Here’s an interesting thought from the Talmudic tractate Bava Kama (a work highlighting the Jewish laws relating to damages). In a discussion focusing primarily on the obligations a private individual has to the public vis-a-vis the disposal of his personal property, a beautiful environmental lesson is offered. The particular law in question is the prohibition against this individual tossing rocks or other dangerous items from his private domain into the public domain. The reason for this law is fairly obvious; his property might cause damage to a passer by. And if in fact that happened, and a passer by was injured – let’s say by tripping over the rock – then this individual would indeed be obligated to pay the damages associated with that fall.
The Talmud then tells a story about a certain individual who threw some rocks from his private property into the public domain. A certain Hasid came by and told him he shouldn’t do that, not just because it was wrong and might harm others – as we discussed above – but also because it was self-defeating. “Why are you throwing something from the public domain into your private domain?” The violator was perplexed: “You mean from my private domain into the public domain, don’t you?” No, replied the Hasid, I meant what I said – from the public into the private.

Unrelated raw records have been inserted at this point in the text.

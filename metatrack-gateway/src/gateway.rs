//! The metadata gateway contract and per-type gathering.

use std::path::Path;

use serde::{Deserialize, Serialize};

use metatrack_core::{EnvironmentName, EnvironmentRecord, ObjectRecord, TrackedObject};

use crate::error::GatewayError;
use crate::manifest::Manifest;
use crate::package::DeployPackage;

/// Options passed through to a deploy job.
#[derive(Debug, Clone, PartialEq, Eq, Serialize, Deserialize)]
pub struct DeployOptions {
    /// Validate only; do not commit the deploy in the org.
    pub check_only: bool,
    /// Roll the whole job back when any component fails.
    pub rollback_on_error: bool,
}

impl Default for DeployOptions {
    fn default() -> Self {
        Self {
            check_only: false,
            rollback_on_error: true,
        }
    }
}

/// Outcome of a deploy job as reported by the gateway.
#[derive(Debug, Clone, PartialEq, Eq, Serialize, Deserialize)]
pub struct DeployResult {
    pub job_id: String,
    pub success: bool,
    pub message: String,
}

/// A connection to one org's metadata API.
///
/// Implementations perform blocking I/O; timeouts and retries are theirs to
/// handle.
pub trait MetadataGateway {
    /// The metadata types to track. Static configuration, never discovered.
    fn list_types(&self) -> Vec<String>;

    /// Raw listing records for one metadata type.
    fn list_objects(&self, object_type: &str) -> Result<Vec<ObjectRecord>, GatewayError>;

    /// Fetch the files of every manifest member into `dest`, laid out by
    /// their repository paths (primary file plus companion, if any).
    fn retrieve(&self, manifest: &Manifest, dest: &Path) -> Result<(), GatewayError>;

    /// Submit a staged package and wait for the job result.
    fn deploy(
        &self,
        package: &DeployPackage,
        options: &DeployOptions,
    ) -> Result<DeployResult, GatewayError>;
}

/// Builds a gateway for an environment's credentials.
pub trait GatewayConnector: Send + Sync {
    fn connect(
        &self,
        environment: &EnvironmentRecord,
    ) -> Result<Box<dyn MetadataGateway>, GatewayError>;
}

/// List every configured type and convert the records into tracked objects.
///
/// A type whose listing fails is logged and skipped; so is a record that
/// cannot be tracked. Neither aborts the gather.
pub fn gather(gateway: &dyn MetadataGateway, environment: &EnvironmentName) -> Vec<TrackedObject> {
    let mut objects = Vec::new();
    for object_type in gateway.list_types() {
        tracing::info!(org = %environment, %object_type, "gathering");
        let records = match gateway.list_objects(&object_type) {
            Ok(records) => records,
            Err(err) => {
                tracing::warn!(org = %environment, %object_type, error = %err, "failed to gather type; skipping");
                continue;
            }
        };
        let before = objects.len();
        for record in records {
            match record.into_tracked(environment, &object_type) {
                Ok(obj) => objects.push(obj),
                Err(err) => {
                    tracing::warn!(org = %environment, %object_type, error = %err, "skipping record");
                }
            }
        }
        tracing::debug!(org = %environment, %object_type, count = objects.len() - before, "type complete");
    }
    objects
}
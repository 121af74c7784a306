//! # metatrack-sync
//!
//! Snapshot diffing, change replay, and the environment and integration
//! workflows.
//!
//! All workflows run against a [`SyncContext`]: the persisted [`Store`], the
//! loaded [`Settings`], the SCM adapter and the gateway connector. Call
//! [`SyncContext::open`] to build one from `<home>/.metatrack/config.yaml`,
//! or [`SyncContext::new`] to inject collaborators.

pub mod diff;
pub mod environment;
pub mod error;
pub mod integrate;
pub mod queue;

use std::path::Path;
use std::sync::Arc;

use metatrack_core::{paths, GatewaySettings, Settings, Store};
use metatrack_gateway::{GatewayConnector, MirrorConnector};
use metatrack_scm::ScmAdapter;

pub use diff::diff;
pub use environment::{DeployKind, Environment, EnvironmentSummary};
pub use error::SyncError;
pub use integrate::{discard, integrate, rebase, resume, status, IntegrationOutcome};
pub use queue::{commit_message, ChangeQueue};

/// Collaborators shared by every workflow of one invocation.
#[derive(Clone)]
pub struct SyncContext {
    pub store: Store,
    pub settings: Settings,
    pub scm: Arc<dyn ScmAdapter>,
    pub gateways: Arc<dyn GatewayConnector>,
}

impl SyncContext {
    pub fn new(
        store: Store,
        settings: Settings,
        scm: Arc<dyn ScmAdapter>,
        gateways: Arc<dyn GatewayConnector>,
    ) -> Self {
        Self {
            store,
            settings,
            scm,
            gateways,
        }
    }

    /// Load settings under `home` and build the configured SCM backend and
    /// gateway connector.
    pub fn open(home: &Path) -> Result<Self, SyncError> {
        let settings = Settings::load_at(home)?;
        let scm = metatrack_scm::from_settings(&settings, home)?;
        let gateways: Arc<dyn GatewayConnector> = match &settings.gateway {
            GatewaySettings::Mirror { root } => Arc::new(MirrorConnector::new(
                root.clone().unwrap_or_else(|| paths::orgs_dir(home)),
                settings.metadata_types.clone(),
                &settings.companion_suffix,
            )),
        };
        Ok(Self::new(Store::at(home), settings, scm, gateways))
    }

    pub fn home(&self) -> &Path {
        self.store.home()
    }
}
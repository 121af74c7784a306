//! Working-copy handle.

use std::fmt;
use std::path::{Path, PathBuf};
use std::sync::Arc;

use metatrack_core::BranchRecord;

use crate::adapter::{Author, ScmAdapter};
use crate::error::ScmError;

/// An environment's branch and the local working copy it is checked out in.
#[derive(Clone)]
pub struct Branch {
    name: String,
    local_path: PathBuf,
    scm: Arc<dyn ScmAdapter>,
}

impl fmt::Debug for Branch {
    fn fmt(&self, f: &mut fmt::Formatter<'_>) -> fmt::Result {
        f.debug_struct("Branch")
            .field("name", &self.name)
            .field("local_path", &self.local_path)
            .finish()
    }
}

impl Branch {
    pub fn new(name: &str, local_path: impl Into<PathBuf>, scm: Arc<dyn ScmAdapter>) -> Self {
        Self {
            name: name.to_owned(),
            local_path: local_path.into(),
            scm,
        }
    }

    pub fn from_record(record: &BranchRecord, scm: Arc<dyn ScmAdapter>) -> Self {
        Self::new(&record.name, &record.local_path, scm)
    }

    pub fn record(&self) -> BranchRecord {
        BranchRecord {
            name: self.name.clone(),
            local_path: self.local_path.clone(),
        }
    }

    pub fn name(&self) -> &str {
        &self.name
    }

    pub fn path(&self) -> &Path {
        &self.local_path
    }

    pub fn scm(&self) -> &Arc<dyn ScmAdapter> {
        &self.scm
    }

    pub fn exists_locally(&self) -> bool {
        self.local_path.join(".git").exists()
    }

    /// Clone `repository` into the working copy unless it is already there.
    pub fn ensure_cloned(&self, repository: &str) -> Result<(), ScmError> {
        if self.exists_locally() {
            return Ok(());
        }
        self.scm.clone_repository(repository, &self.local_path)
    }

    pub fn checkout(&self) -> Result<(), ScmError> {
        self.scm.checkout(&self.local_path, &self.name)
    }

    /// Check out the branch and fast-forward it from the remote.
    pub fn update(&self) -> Result<(), ScmError> {
        self.checkout()?;
        self.scm.pull(&self.local_path, &self.name)
    }

    pub fn head(&self) -> Result<String, ScmError> {
        self.scm.head(&self.local_path)
    }

    /// Stage everything and commit it.
    pub fn commit_all(&self, message: &str, author: &Author) -> Result<String, ScmError> {
        self.scm.stage_all(&self.local_path)?;
        self.scm.commit(&self.local_path, message, author)
    }

    pub fn push(&self) -> Result<(), ScmError> {
        self.scm.push(&self.local_path, &self.name)
    }

    /// Remove the working copy from disk. Tolerates absence.
    pub fn remove_working_copy(&self) -> Result<(), ScmError> {
        match std::fs::remove_dir_all(&self.local_path) {
            Ok(()) => Ok(()),
            Err(e) if e.kind() == std::io::ErrorKind::NotFound => Ok(()),
            Err(e) => Err(crate::error::io_err(&self.local_path, e)),
        }
    }
}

The violator dismissed the Hasid’s words and walked away confused. Some time later, though, he recalled his words – and unfortunately understood them too well as prophetic. Due to a change in fortune and an economic downturn, he was forced to sell his private field. Shortly thereafter he was walking the public streets and accidentally tripped over a rock and hurt himself. To his surprise, he recognized the rock as one he might have thrown into the public domain from his private domain in his previous life as a property owner. The irony was not lost on him. He realized the validity of the Hasid’s words, understanding that what we consider our private property is not necessarily always going to remain so. We may have to sell it, or we may lose control of it for some other reason. In a sense then, yes, it is like public property, certainly not just my own private domain. And when things go bad, and I lose all my private property, sometimes the only thing that I can still call my own in some way is the public property around me which I am allowed to use. Even if I’m dirt poor and don’t own anything, at least I can walk in and enjoy the public domain. So, thought the violator, the words of the Hasid do make sense after all.
After reading this story it struck me that it contains a fundamental value of the environmental movement. We often think that we can do whatever we want without consequence. But, of course, that is not true. If we pollute the land around us, it is foolish to think we can simply hide in our own non-polluted property and enjoy it without any problems. The pollution we sent out into the world eventually will effect our lives; that world, after all, is ‘our’ property as well. In fact, it’s all we’ve got. The Talmud is teaching this same point. Realize, it is saying, that the person’s life you might be saving when you act responsibly to the outside world might just be yours.